A case report on Sjogren syndrome with autoimmune liver disorder

Abstract

Background: Primary Sjogren’s syndrome (pSS) is a chronic systemic and autoimmune disorder characterized by inflammation and dysfunction of exocrine glands. Liver involvement was the first extraglandular manifestations to be reported in patients with pSS. Tubulointerstitial nephritis (TIN) is the main renal involvement associated with pSS and manifest as distal renal tubular acidosis (RTA), and others, of which RTA is the main clinical presentation. RTA has been reported in 4.3 to 9% of pSS patients. In this case, patient experiences RTA. Case Presentation: A 19 year old female patient was presented with complaints of abdominal pain, fatigue for 2 months and loose stools.
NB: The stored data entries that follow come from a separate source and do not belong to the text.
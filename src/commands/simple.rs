//! Simple interactive CLI mode
//!
//! Line-based play without the TUI: every line is typed and submitted as a
//! guess.

use super::replay::enter_guess;
use crate::config::GameConfig;
use crate::game::{GameError, GameSession, Outcome};
use crate::output::{legend, print_board, print_outcome};
use colored::Colorize;
use std::io::{self, BufRead, Write};

/// A line of player input
#[derive(Debug, Clone, PartialEq, Eq)]
pub enum Command {
    Guess(String),
    Reset,
    Quit,
}

impl Command {
    /// Parse a trimmed input line; blank lines yield `None`
    #[must_use]
    pub fn parse(line: &str) -> Option<Self> {
        match line.trim() {
            "" => None,
            ":q" | ":quit" | ":exit" => Some(Self::Quit),
            ":r" | ":reset" | ":new" => Some(Self::Reset),
            word => Some(Self::Guess(word.to_string())),
        }
    }
}

/// Run the simple interactive CLI mode on stdin/stdout
///
/// # Errors
///
/// Returns an I/O error if reading input or flushing output fails.
pub fn run_simple(config: &GameConfig) -> io::Result<()> {
    println!("\n╔══════════════════════════════════════════════════════════════╗");
    println!("║                  Rottawordle - Simple Mode                   ║");
    println!("╚══════════════════════════════════════════════════════════════╝\n");

    println!(
        "Guess the {}-letter word in {} attempts.",
        config.word_length(),
        config.max_attempts()
    );
    println!("Type a word and press Enter. Commands: ':reset' for a new round, ':quit' to exit.");
    println!("{}", legend());

    let mut session = GameSession::new(config);
    print_board(&session);

    let stdin = io::stdin();
    let mut lines = stdin.lock().lines();

    loop {
        prompt(&session)?;
        let Some(line) = lines.next().transpose()? else {
            println!("\n👋 Thanks for playing!\n");
            return Ok(());
        };

        match Command::parse(&line) {
            None => {}
            Some(Command::Quit) => {
                println!("\n👋 Thanks for playing!\n");
                return Ok(());
            }
            Some(Command::Reset) => {
                session.reset(config);
                println!("\n🔄 New round started!");
                print_board(&session);
            }
            Some(Command::Guess(word)) => play_line(&mut session, config, &word),
        }
    }
}

/// Submit one typed line and print the result
fn play_line(session: &mut GameSession, config: &GameConfig, word: &str) {
    match enter_guess(session, config, word) {
        Ok(_) => {
            print_board(session);
            print_outcome(session);
            if session.outcome().is_over() {
                println!("Type ':reset' to play again or ':quit' to exit.");
            }
        }
        Err(err @ GameError::Finished(_)) => {
            println!("{} Type ':reset' to play again.", format!("The round is over ({err}).").yellow());
        }
        Err(err) if err.is_user_visible() => println!("{}", format!("❌ {err}").red()),
        Err(err) => tracing::warn!(%err, "guess rejected"),
    }
}

fn prompt(session: &GameSession) -> io::Result<()> {
    let label = match session.outcome() {
        Outcome::InProgress => format!("Guess {}/{}", session.history().len() + 1, session.max_attempts()),
        _ => "Command".to_string(),
    };
    print!("{label}: ");
    io::stdout().flush()
}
She had history of autoimmune hepatitis and decompensated liver cirrhosis with portal hypertension (autoimmune), bilateral peroneal axonal neuropathy, grade II hepatic encephalopathy resolved and recurrent pustular lesion for past 2 years which rupture spontaneously and heals with scary. She also presented with recurrent hypokalemia which was corrected. No history of similar complaints among the family members. Conclusion: This case explains the autoimmune liver disorder with newly diagnosed primary sjogren’s syndrome associated with recurrent hypokalemia.